Every record must be repeated exactly, with no omission.

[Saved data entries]
□ □ □ □

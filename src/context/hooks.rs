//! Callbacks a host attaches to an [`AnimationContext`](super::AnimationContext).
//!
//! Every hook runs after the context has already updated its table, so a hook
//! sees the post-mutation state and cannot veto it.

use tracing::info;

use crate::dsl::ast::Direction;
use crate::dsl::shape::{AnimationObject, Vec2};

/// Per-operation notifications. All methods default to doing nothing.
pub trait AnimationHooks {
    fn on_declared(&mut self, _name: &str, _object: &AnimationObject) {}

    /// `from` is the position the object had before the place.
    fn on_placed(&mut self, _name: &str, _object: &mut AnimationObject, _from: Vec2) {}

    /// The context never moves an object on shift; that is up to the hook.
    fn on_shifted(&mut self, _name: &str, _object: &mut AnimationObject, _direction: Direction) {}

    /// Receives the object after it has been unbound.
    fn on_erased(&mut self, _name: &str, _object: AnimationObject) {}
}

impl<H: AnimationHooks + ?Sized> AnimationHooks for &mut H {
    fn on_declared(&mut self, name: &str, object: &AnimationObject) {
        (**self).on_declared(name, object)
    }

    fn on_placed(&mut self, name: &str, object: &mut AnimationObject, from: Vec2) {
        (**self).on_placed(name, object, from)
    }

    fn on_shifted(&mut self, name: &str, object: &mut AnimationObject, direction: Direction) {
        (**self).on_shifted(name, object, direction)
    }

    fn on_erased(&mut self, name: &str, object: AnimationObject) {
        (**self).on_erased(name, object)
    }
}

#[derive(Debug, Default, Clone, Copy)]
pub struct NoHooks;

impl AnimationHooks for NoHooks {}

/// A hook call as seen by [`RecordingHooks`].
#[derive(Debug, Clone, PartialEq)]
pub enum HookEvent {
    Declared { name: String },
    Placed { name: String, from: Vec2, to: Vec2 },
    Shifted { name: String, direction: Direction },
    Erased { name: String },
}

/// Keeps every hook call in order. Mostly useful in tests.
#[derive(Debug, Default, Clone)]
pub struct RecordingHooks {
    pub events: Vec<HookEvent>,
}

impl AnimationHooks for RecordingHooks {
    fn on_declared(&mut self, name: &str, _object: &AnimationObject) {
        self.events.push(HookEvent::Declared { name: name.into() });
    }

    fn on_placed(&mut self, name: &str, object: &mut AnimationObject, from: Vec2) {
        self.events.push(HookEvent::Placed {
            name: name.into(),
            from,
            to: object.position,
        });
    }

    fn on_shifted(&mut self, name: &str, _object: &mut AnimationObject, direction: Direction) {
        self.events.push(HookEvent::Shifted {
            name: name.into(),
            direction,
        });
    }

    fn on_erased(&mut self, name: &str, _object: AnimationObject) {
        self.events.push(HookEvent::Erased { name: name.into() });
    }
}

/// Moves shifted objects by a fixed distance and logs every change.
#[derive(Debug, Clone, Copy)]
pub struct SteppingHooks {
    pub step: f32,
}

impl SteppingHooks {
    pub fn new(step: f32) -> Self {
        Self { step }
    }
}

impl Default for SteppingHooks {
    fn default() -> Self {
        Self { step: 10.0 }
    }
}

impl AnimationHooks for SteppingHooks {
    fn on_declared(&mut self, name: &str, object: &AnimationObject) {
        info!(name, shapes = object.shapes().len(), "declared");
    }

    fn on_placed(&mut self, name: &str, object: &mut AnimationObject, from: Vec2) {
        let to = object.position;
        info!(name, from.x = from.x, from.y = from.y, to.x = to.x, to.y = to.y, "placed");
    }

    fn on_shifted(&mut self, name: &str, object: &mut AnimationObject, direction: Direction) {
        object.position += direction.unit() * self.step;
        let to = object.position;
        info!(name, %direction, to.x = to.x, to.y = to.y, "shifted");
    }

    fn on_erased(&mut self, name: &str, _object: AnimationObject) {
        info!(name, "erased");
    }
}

□ □ □ □

REPLY TO THE TASK —
filename src/context/hooks.rs
//! Callbacks a host attaches to an [`AnimationContext`](super::AnimationContext).
//!
//! Every hook runs after the context has already updated its table, so a hook
//! sees the post-mutation state and cannot veto it.

use tracing::info;

use crate::dsl::ast::Direction;
use crate::dsl::shape::{AnimationObject, Vec2};

/// Per-operation notifications. All methods default to doing nothing.
pub trait AnimationHooks {
    fn on_declared(&mut self, _name: &str, _object: &AnimationObject) {}

    /// `from` is the position the object had before the place.
    fn on_placed(&mut self, _name: &str, _object: &mut AnimationObject, _from: Vec2) {}

    /// The context never moves an object on shift; that is up to the hook.
    fn on_shifted(&mut self, _name: &str, _object: &mut AnimationObject, _direction: Direction) {}

    /// Receives the object after it has been unbound.
    fn on_erased(&mut self, _name: &str, _object: AnimationObject) {}
}

impl<H: AnimationHooks + ?Sized> AnimationHooks for &mut H {
    fn on_declared(&mut self, name: &str, object: &AnimationObject) {
        (**self).on_declared(name, object)
    }

    fn on_placed(&mut self, name: &str, object: &mut AnimationObject, from: Vec2) {
        (**self).on_placed(name, object, from)
    }

    fn on_shifted(&mut self, name: &str, object: &mut AnimationObject, direction: Direction) {
        (**self).on_shifted(name, object, direction)
    }

    fn on_erased(&mut self, name: &str, object: AnimationObject) {
        (**self).on_erased(name, object)
    }
}

#[derive(Debug, Default, Clone, Copy)]
pub struct NoHooks;

impl AnimationHooks for NoHooks {}

/// A hook call as seen by [`RecordingHooks`].
#[derive(Debug, Clone, PartialEq)]
pub enum HookEvent {
    Declared { name: String },
    Placed { name: String, from: Vec2, to: Vec2 },
    Shifted { name: String, direction: Direction },
    Erased { name: String },
}

/// Keeps every hook call in order. Mostly useful in tests.
#[derive(Debug, Default, Clone)]
pub struct RecordingHooks {
    pub events: Vec<HookEvent>,
}

impl AnimationHooks for RecordingHooks {
    fn on_declared(&mut self, name: &str, _object: &AnimationObject) {
        self.events.push(HookEvent::Declared { name: name.into() });
    }

    fn on_placed(&mut self, name: &str, object: &mut AnimationObject, from: Vec2) {
        self.events.push(HookEvent::Placed {
            name: name.into(),
            from,
            to: object.position,
        });
    }

    fn on_shifted(&mut self, name: &str, _object: &mut AnimationObject, direction: Direction) {
        self.events.push(HookEvent::Shifted {
            name: name.into(),
            direction,
        });
    }

    fn on_erased(&mut self, name: &str, _object: AnimationObject) {
        self.events.push(HookEvent::Erased { name: name.into() });
    }
}

/// Moves shifted objects by a fixed distance and logs every change.
#[derive(Debug, Clone, Copy)]
pub struct SteppingHooks {
    pub step: f32,
}

impl SteppingHooks {
    pub fn new(step: f32) -> Self {
        Self { step }
    }
}

impl Default for SteppingHooks {
    fn default() -> Self {
        Self { step: 10.0 }
    }
}

impl AnimationHooks for SteppingHooks {
    fn on_declared(&mut self, name: &str, object: &AnimationObject) {
        info!(name, shapes = object.shapes().len(), "declared");
    }

    fn on_placed(&mut self, name: &str, object: &mut AnimationObject, from: Vec2) {
        let to = object.position;
        info!(name, from.x = from.x, from.y = from.y, to.x = to.x, to.y = to.y, "placed");
    }

    fn on_shifted(&mut self, name: &str, object: &mut AnimationObject, direction: Direction) {
        object.position += direction.unit() * self.step;
        let to = object.position;
        info!(name, %direction, to.x = to.x, to.y = to.y, "shifted");
    }

    fn on_erased(&mut self, name: &str, _object: AnimationObject) {
        info!(name, "erased");
    }
}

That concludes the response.